Now, I have no doubt that Binky's been, "playing" me for some time now: he'll cry and fuss to whatever extent he has to in order to get me to hold him. I know that D-Man lies about the state of his diaper if he thinks the change will irritate his diaper rash and I know that "M" will - with increasing infrequency - try to lie her way out of self-created trouble.
But I consider that all to be normal kid behavior. An alert sense of self-perseverance, even.
So I have to ask the obvious question: why do we spend so much time and so many resources assaulting childhood these days?
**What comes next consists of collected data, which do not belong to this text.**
use std::io::Write;
use std::time::Duration;

use parley::config::{ConfigError, ParleyConfig};
use parley::kernel::appearance::AppearanceEntry;
use parley::kernel::presence::{ConversationState, Mood};

#[test]
fn empty_file_yields_defaults() {
    let config = ParleyConfig::from_toml("").unwrap();

    assert_eq!(config.conversation.max_answer_chars, 200);
    assert_eq!(config.conversation.restart_delay(), Duration::from_secs(5));
    assert_eq!(config.conversation.dialog_name, "companion");
    assert_eq!(config.services.request_timeout(), Duration::from_millis(5000));
    assert!(config.preambles.is_empty());
    assert_eq!(config.phrases.greeting.len(), 4);
}

#[test]
fn load_reads_every_section() {
    let mut file = tempfile::NamedTempFile::new().unwrap();
    write!(
        file,
        r#"
[conversation]
max_answer_chars = 80
restart_delay_secs = 2
dialog_name = "concierge"

[preambles]
thunderstone = "About {{question}}: {{answer}}"

[phrases]
greeting = ["Howdy."]

[services]
qa_url = "http://qa.internal:9000"

[appearance.states.Thinking]
color = [1, 2, 3]
speed = 4.0
"#
    )
    .unwrap();

    let config = ParleyConfig::load(file.path()).unwrap();

    assert_eq!(config.conversation.max_answer_chars, 80);
    assert_eq!(config.conversation.restart_delay(), Duration::from_secs(2));
    assert_eq!(config.conversation.dialog_name, "concierge");
    // Unset fields keep their defaults
    assert_eq!(config.conversation.min_confidence, 0.5);
    assert_eq!(
        config.preambles.get("thunderstone").map(String::as_str),
        Some("About {question}: {answer}")
    );
    assert_eq!(config.phrases.greeting, vec!["Howdy.".to_string()]);
    assert_eq!(config.phrases.farewell.len(), 3);
    assert_eq!(config.services.qa_url, "http://qa.internal:9000");
    assert_eq!(config.services.dialog_url, "http://localhost:8081");

    let table = config.appearance_table().unwrap();
    assert_eq!(
        table.for_state(ConversationState::Thinking),
        AppearanceEntry::new([1, 2, 3], 4.0)
    );
    assert_eq!(
        table.for_mood(Mood::Idle),
        AppearanceEntry::new([200, 200, 200], 1.0)
    );
}

#[test]
fn missing_file_reports_path() {
    let dir = tempfile::tempdir().unwrap();
    let path = dir.path().join("absent.toml");

    let err = ParleyConfig::load(&path).unwrap_err();

    assert!(matches!(err, ConfigError::Read { .. }));
    assert!(err.to_string().contains("absent.toml"));
}

#[test]
fn malformed_toml_is_a_parse_error() {
    let err = ParleyConfig::from_toml("[conversation\nmax_answer_chars = ").unwrap_err();
    assert!(matches!(err, ConfigError::Parse(_)));
}

#[test]
fn empty_phrase_list_is_rejected() {
    let err = ParleyConfig::from_toml("[phrases]\nfarewell = []").unwrap_err();
    assert!(matches!(err, ConfigError::EmptyPhraseList("farewell")));
}

#[test]
fn out_of_range_values_are_rejected() {
    let err = ParleyConfig::from_toml("[conversation]\nmax_answer_chars = 0").unwrap_err();
    assert!(matches!(
        err,
        ConfigError::Invalid {
            field: "conversation.max_answer_chars",
            ..
        }
    ));

    let err = ParleyConfig::from_toml("[conversation]\nmin_confidence = 1.5").unwrap_err();
    assert!(matches!(err, ConfigError::Invalid { .. }));
}

#[test]
fn unknown_appearance_key_is_rejected() {
    let err = ParleyConfig::from_toml(
        "[appearance.states.Dreaming]\ncolor = [0, 0, 0]\nspeed = 1.0",
    )
    .unwrap_err();
    assert!(matches!(err, ConfigError::UnknownAppearanceKey(_)));
}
Why can't we just allow kids to be kids and accept the fact that part of the process is allowing them to learn what gets rewarded and what gets punished?
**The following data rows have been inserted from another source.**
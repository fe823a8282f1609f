//! TOML configuration.
//!
//! Every field has a default so an empty file is a valid config.

use std::collections::HashMap;
use std::path::Path;
use std::time::Duration;

use serde::{Deserialize, Serialize};
use thiserror::Error;

use crate::kernel::appearance::{AppearanceEntry, AppearanceTable};
use crate::kernel::phrases::PhraseCategory;

#[derive(Debug, Error)]
pub enum ConfigError {
    #[error("failed to read config file '{path}': {source}")]
    Read {
        path: String,
        #[source]
        source: std::io::Error,
    },
    #[error("failed to parse config: {0}")]
    Parse(#[from] toml::de::Error),
    #[error("phrase list '{0}' is empty")]
    EmptyPhraseList(&'static str),
    #[error("appearance table is missing entries for: {0}")]
    IncompleteAppearance(String),
    #[error("unknown appearance key: {0}")]
    UnknownAppearanceKey(String),
    #[error("invalid value for {field}: {reason}")]
    Invalid { field: &'static str, reason: String },
}

#[derive(Debug, Clone, Default, Serialize, Deserialize)]
#[serde(default)]
pub struct ParleyConfig {
    pub conversation: ConversationSettings,
    /// Pipeline name -> spoken template. `{question}` and `{answer}` are substituted.
    pub preambles: HashMap<String, String>,
    pub phrases: PhraseBook,
    pub services: ServiceSettings,
    pub appearance: AppearanceOverrides,
}

impl ParleyConfig {
    pub fn load(path: &Path) -> Result<Self, ConfigError> {
        let text = std::fs::read_to_string(path).map_err(|source| ConfigError::Read {
            path: path.display().to_string(),
            source,
        })?;
        Self::from_toml(&text)
    }

    pub fn from_toml(text: &str) -> Result<Self, ConfigError> {
        let config: ParleyConfig = toml::from_str(text)?;
        config.validate()?;
        Ok(config)
    }

    pub fn validate(&self) -> Result<(), ConfigError> {
        self.conversation.validate()?;
        self.phrases.validate()?;
        self.appearance_table().map(|_| ())
    }

    /// Built-in tables with the configured overrides applied.
    pub fn appearance_table(&self) -> Result<AppearanceTable, ConfigError> {
        AppearanceTable::with_overrides(&self.appearance)
    }
}

#[derive(Debug, Clone, Serialize, Deserialize)]
#[serde(default)]
pub struct ConversationSettings {
    /// Longest answer spoken or displayed, in characters.
    pub max_answer_chars: usize,
    pub restart_delay_secs: u64,
    pub default_pipeline: String,
    /// Dialog looked up by name at startup.
    pub dialog_name: String,
    pub min_confidence: f32,
    pub question_category: String,
    pub dialog_category: String,
}

impl Default for ConversationSettings {
    fn default() -> Self {
        Self {
            max_answer_chars: 200,
            restart_delay_secs: 5,
            default_pipeline: "default".to_string(),
            dialog_name: "companion".to_string(),
            min_confidence: 0.5,
            question_category: "qa".to_string(),
            dialog_category: "dialog".to_string(),
        }
    }
}

impl ConversationSettings {
    pub fn restart_delay(&self) -> Duration {
        Duration::from_secs(self.restart_delay_secs)
    }

    fn validate(&self) -> Result<(), ConfigError> {
        if self.max_answer_chars == 0 {
            return Err(ConfigError::Invalid {
                field: "conversation.max_answer_chars",
                reason: "must be greater than zero".to_string(),
            });
        }
        if !(0.0..=1.0).contains(&self.min_confidence) {
            return Err(ConfigError::Invalid {
                field: "conversation.min_confidence",
                reason: format!("{} is outside 0..=1", self.min_confidence),
            });
        }
        if self.question_category.is_empty() || self.dialog_category.is_empty() {
            return Err(ConfigError::Invalid {
                field: "conversation.question_category",
                reason: "categories must not be empty".to_string(),
            });
        }
        Ok(())
    }
}

#[derive(Debug, Clone, Serialize, Deserialize)]
#[serde(default)]
pub struct PhraseBook {
    pub greeting: Vec<String>,
    pub farewell: Vec<String>,
    pub failure: Vec<String>,
    pub error: Vec<String>,
}

impl Default for PhraseBook {
    fn default() -> Self {
        fn owned(items: &[&str]) -> Vec<String> {
            items.iter().map(|s| s.to_string()).collect()
        }
        Self {
            greeting: owned(&["Hello!", "Hi there.", "Yes?", "I'm listening."]),
            farewell: owned(&["Goodbye.", "See you later.", "Going to sleep now."]),
            failure: owned(&[
                "Sorry, I didn't understand that.",
                "Could you say that again?",
                "I'm not sure what you mean.",
            ]),
            error: owned(&[
                "Something went wrong. Give me a moment.",
                "I lost my train of thought. Reconnecting.",
            ]),
        }
    }
}

impl PhraseBook {
    pub fn list(&self, category: PhraseCategory) -> &[String] {
        match category {
            PhraseCategory::Greeting => &self.greeting,
            PhraseCategory::Farewell => &self.farewell,
            PhraseCategory::Failure => &self.failure,
            PhraseCategory::Error => &self.error,
        }
    }

    pub fn validate(&self) -> Result<(), ConfigError> {
        for category in PhraseCategory::ALL {
            if self.list(category).is_empty() {
                return Err(ConfigError::EmptyPhraseList(category.name()));
            }
        }
        Ok(())
    }
}

#[derive(Debug, Clone, Serialize, Deserialize)]
#[serde(default)]
pub struct ServiceSettings {
    pub dialog_url: String,
    pub qa_url: String,
    pub request_timeout_ms: u64,
}

impl Default for ServiceSettings {
    fn default() -> Self {
        Self {
            dialog_url: "http://localhost:8081".to_string(),
            qa_url: "http://localhost:8082".to_string(),
            request_timeout_ms: 5000,
        }
    }
}

impl ServiceSettings {
    pub fn request_timeout(&self) -> Duration {
        Duration::from_millis(self.request_timeout_ms)
    }
}

/// Per-state / per-mood overrides, keyed by variant name.
#[derive(Debug, Clone, Default, Serialize, Deserialize)]
#[serde(default)]
pub struct AppearanceOverrides {
    pub states: HashMap<String, AppearanceEntry>,
    pub moods: HashMap<String, AppearanceEntry>,
}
This is nothing new, (and I was wrong to suggest such above); sometime around 1900 Sigmund Freud developed the idea that the infant wriggling in its crib was actually nothing more than a seething, teeming mass of sexual energy - contained only by its physical inability to navigate the world without assistance.
Of course it's complete balderdash, but it's still taught in High Schools and universities today...
But what struck me about the study I cited - even given the long logical leap that it could be true - is that it means that I've never -- EVER -- experienced even a single day in which our children were completely honest with us.
Nuts and nonsense, I say...
Chris Stone is a slightly different - hopefully better - Father and man than he was yesterday...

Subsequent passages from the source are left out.